**Data to process:**

Content starts

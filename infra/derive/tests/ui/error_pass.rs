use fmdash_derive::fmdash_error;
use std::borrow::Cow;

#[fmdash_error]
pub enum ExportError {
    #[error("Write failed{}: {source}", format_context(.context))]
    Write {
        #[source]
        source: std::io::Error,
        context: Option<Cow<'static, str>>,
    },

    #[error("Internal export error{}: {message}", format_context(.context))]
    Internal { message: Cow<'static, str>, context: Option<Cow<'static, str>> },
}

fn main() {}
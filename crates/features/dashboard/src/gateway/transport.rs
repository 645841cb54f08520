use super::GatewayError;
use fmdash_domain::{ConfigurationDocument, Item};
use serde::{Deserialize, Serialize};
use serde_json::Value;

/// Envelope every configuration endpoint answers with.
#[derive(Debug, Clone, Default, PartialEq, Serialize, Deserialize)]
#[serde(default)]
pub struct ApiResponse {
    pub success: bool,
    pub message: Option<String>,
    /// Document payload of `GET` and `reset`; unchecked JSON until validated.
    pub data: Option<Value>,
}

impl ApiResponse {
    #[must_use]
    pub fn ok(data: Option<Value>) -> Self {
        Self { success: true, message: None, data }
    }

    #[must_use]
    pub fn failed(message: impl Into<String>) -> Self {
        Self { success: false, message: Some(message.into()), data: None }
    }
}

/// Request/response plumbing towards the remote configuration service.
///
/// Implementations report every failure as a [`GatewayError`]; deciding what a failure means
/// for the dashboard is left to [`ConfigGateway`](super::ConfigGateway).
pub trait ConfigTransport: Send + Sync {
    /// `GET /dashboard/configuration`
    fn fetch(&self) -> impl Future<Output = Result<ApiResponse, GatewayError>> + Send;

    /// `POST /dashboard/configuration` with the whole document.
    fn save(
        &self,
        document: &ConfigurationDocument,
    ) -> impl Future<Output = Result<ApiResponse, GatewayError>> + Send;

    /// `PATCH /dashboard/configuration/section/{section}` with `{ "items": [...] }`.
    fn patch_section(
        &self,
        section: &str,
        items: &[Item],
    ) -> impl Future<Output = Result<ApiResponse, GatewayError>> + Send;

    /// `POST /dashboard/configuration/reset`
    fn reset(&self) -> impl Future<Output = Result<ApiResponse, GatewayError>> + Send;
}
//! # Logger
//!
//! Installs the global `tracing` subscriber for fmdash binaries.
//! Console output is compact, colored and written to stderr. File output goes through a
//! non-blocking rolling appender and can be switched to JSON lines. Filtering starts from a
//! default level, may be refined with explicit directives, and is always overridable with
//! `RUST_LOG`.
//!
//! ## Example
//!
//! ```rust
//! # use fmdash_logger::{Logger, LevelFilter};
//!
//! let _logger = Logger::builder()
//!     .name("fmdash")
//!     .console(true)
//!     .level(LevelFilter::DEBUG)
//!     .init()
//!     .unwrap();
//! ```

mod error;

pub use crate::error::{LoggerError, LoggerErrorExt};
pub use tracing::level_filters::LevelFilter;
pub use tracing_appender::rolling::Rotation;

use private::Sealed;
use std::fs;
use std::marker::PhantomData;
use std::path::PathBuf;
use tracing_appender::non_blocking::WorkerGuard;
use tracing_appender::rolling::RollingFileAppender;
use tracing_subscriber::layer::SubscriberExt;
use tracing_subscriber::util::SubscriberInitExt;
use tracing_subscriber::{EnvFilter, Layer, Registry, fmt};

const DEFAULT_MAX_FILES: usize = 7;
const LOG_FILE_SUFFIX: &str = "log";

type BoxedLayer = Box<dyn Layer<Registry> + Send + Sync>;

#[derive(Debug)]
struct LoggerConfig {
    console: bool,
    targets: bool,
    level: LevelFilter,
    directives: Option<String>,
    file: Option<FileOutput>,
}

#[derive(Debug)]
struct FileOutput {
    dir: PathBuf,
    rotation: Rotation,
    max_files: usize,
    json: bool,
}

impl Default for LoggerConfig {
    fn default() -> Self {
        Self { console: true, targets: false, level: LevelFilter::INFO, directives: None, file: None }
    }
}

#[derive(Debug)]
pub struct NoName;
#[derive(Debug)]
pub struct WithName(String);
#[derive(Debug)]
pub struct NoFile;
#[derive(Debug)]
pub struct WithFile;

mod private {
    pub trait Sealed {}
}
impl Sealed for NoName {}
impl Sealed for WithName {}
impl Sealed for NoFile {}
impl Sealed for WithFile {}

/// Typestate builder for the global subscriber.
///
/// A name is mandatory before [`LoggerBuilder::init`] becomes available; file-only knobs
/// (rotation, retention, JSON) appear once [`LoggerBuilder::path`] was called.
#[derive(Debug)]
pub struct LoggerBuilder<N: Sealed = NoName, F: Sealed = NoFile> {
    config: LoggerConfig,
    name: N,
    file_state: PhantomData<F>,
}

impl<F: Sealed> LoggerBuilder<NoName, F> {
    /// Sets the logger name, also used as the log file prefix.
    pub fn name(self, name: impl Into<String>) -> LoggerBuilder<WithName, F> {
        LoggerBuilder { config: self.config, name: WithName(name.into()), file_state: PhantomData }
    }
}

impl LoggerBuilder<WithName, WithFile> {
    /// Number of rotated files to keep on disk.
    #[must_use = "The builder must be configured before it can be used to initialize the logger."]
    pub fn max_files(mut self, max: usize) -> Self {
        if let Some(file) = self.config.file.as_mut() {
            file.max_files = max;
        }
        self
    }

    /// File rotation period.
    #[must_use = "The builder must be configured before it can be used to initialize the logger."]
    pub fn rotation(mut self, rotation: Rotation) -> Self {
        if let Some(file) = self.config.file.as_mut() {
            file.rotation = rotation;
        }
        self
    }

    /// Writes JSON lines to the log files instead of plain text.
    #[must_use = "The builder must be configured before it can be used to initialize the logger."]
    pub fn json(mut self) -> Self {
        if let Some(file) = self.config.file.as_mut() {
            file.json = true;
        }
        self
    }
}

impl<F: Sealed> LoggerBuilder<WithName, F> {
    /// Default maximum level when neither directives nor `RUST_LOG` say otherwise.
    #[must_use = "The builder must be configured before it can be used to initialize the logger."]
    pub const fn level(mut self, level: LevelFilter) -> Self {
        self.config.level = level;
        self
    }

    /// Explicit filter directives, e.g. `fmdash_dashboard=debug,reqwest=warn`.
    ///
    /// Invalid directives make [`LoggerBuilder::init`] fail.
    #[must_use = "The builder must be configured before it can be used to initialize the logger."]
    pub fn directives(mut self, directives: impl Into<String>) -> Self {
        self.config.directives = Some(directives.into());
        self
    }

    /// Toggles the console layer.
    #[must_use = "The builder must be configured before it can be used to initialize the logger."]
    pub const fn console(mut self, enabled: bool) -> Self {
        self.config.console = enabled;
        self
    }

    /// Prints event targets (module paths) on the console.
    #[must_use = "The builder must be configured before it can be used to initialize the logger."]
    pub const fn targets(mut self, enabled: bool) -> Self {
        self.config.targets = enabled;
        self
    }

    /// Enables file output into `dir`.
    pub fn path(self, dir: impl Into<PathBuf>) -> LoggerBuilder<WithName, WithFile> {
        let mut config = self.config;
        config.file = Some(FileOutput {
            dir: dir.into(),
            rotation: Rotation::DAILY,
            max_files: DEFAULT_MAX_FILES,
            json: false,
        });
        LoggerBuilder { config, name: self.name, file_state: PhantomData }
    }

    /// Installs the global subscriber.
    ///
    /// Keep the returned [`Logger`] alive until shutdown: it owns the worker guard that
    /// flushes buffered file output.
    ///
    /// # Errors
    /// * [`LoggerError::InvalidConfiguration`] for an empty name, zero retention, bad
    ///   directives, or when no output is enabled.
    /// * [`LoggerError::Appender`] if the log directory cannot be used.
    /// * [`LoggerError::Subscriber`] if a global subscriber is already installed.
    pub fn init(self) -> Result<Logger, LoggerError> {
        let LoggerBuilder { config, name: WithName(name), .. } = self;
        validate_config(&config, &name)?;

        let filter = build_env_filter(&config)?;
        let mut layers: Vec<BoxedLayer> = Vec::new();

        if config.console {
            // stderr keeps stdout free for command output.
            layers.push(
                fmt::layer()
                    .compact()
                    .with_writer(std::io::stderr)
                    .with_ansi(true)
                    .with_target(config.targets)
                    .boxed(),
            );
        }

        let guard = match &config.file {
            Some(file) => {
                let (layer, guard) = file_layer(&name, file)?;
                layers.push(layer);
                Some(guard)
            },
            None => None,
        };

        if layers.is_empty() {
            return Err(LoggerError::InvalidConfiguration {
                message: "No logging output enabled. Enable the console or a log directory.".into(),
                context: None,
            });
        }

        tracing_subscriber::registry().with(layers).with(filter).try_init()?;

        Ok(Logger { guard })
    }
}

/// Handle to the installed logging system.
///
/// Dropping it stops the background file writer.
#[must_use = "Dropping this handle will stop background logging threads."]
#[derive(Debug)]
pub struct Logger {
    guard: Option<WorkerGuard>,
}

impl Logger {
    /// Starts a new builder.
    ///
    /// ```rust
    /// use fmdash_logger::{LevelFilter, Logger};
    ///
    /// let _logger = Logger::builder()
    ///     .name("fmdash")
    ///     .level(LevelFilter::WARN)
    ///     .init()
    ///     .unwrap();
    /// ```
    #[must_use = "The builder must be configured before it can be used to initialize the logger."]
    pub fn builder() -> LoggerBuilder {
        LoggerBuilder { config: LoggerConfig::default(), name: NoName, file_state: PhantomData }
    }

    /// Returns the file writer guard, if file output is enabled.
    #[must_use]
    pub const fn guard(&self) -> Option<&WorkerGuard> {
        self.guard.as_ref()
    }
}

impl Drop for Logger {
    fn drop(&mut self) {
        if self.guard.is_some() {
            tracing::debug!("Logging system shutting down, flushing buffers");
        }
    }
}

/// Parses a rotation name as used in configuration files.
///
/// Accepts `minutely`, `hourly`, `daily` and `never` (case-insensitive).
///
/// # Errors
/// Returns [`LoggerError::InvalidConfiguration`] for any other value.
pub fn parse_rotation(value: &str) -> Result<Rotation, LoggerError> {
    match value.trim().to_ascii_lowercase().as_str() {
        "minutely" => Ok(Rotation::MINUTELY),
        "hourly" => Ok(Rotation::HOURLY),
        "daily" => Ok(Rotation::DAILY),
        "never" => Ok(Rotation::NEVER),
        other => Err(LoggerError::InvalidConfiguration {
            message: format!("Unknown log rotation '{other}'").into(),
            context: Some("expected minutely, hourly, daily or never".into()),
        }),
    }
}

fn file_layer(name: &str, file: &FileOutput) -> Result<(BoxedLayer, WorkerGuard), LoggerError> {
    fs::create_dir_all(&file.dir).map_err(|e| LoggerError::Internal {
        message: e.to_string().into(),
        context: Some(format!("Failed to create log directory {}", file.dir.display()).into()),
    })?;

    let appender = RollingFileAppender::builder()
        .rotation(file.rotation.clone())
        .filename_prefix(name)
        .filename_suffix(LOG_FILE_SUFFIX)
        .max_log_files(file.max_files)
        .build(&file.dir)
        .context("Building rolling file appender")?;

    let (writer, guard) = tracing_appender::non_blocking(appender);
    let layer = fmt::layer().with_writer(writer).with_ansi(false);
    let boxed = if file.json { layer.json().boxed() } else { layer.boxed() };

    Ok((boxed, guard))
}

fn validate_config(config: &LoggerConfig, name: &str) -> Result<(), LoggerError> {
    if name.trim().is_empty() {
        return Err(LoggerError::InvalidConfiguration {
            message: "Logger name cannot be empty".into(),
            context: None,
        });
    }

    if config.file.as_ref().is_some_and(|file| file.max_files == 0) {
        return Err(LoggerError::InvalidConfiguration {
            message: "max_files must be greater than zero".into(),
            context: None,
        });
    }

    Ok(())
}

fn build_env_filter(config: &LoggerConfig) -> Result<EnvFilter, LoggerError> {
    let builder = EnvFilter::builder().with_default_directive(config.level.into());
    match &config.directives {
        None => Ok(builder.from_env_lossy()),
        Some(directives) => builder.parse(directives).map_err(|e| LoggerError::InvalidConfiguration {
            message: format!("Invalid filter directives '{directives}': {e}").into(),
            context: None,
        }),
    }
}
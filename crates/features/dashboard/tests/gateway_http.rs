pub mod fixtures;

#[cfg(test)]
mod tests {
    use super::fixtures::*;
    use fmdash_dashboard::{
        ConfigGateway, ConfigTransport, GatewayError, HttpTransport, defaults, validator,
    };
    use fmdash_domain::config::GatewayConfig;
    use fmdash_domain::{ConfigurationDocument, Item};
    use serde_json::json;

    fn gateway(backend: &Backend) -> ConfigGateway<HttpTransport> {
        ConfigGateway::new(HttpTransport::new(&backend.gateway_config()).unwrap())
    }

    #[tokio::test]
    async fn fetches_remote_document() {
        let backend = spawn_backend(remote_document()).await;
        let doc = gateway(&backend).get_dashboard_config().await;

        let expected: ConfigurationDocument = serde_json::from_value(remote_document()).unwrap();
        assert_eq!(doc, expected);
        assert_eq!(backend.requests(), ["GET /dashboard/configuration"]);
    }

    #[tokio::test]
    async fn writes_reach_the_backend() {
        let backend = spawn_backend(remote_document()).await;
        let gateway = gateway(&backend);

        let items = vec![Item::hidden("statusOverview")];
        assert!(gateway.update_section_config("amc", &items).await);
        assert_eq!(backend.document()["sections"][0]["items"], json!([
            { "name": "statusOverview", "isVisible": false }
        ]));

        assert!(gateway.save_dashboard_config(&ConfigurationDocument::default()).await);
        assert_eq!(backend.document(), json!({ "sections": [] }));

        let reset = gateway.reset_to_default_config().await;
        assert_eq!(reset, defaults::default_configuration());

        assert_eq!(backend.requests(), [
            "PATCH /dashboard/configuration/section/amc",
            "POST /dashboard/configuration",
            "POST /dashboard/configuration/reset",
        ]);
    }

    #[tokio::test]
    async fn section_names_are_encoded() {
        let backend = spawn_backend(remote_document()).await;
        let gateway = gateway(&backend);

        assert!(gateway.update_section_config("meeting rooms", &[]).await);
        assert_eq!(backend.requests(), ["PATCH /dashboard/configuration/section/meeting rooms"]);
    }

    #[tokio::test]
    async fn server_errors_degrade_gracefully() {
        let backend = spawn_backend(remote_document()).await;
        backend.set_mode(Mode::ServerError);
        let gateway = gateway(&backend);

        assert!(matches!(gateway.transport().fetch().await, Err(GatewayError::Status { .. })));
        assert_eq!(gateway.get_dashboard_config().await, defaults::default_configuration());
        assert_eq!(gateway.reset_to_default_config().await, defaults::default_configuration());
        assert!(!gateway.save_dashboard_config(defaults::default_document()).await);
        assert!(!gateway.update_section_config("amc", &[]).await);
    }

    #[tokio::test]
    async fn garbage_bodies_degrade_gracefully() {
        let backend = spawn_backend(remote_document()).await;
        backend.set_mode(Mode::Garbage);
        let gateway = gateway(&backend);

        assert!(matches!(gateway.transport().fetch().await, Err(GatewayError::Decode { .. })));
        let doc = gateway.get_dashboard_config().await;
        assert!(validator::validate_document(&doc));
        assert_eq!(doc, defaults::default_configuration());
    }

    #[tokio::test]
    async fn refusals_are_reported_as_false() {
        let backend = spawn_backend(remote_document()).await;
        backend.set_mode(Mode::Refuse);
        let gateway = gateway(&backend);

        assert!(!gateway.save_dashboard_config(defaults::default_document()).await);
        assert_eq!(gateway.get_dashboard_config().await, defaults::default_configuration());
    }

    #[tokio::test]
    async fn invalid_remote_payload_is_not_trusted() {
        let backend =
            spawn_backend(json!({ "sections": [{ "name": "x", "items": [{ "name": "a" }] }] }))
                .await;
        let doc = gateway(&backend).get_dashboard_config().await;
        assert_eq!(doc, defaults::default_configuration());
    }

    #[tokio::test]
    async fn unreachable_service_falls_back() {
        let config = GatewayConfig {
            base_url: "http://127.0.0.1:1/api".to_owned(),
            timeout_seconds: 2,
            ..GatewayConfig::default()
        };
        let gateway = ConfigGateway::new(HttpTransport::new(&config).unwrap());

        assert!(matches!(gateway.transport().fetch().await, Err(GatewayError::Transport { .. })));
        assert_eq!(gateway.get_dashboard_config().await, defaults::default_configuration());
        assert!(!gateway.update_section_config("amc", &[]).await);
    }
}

Content ends

**Task to carry out:** Take every line above where "static" appears and copy it.

**Answer to the exercise:**
        context: Option<Cow<'static, str>>,
    Internal { message: Cow<'static, str>, context: Option<Cow<'static, str>> },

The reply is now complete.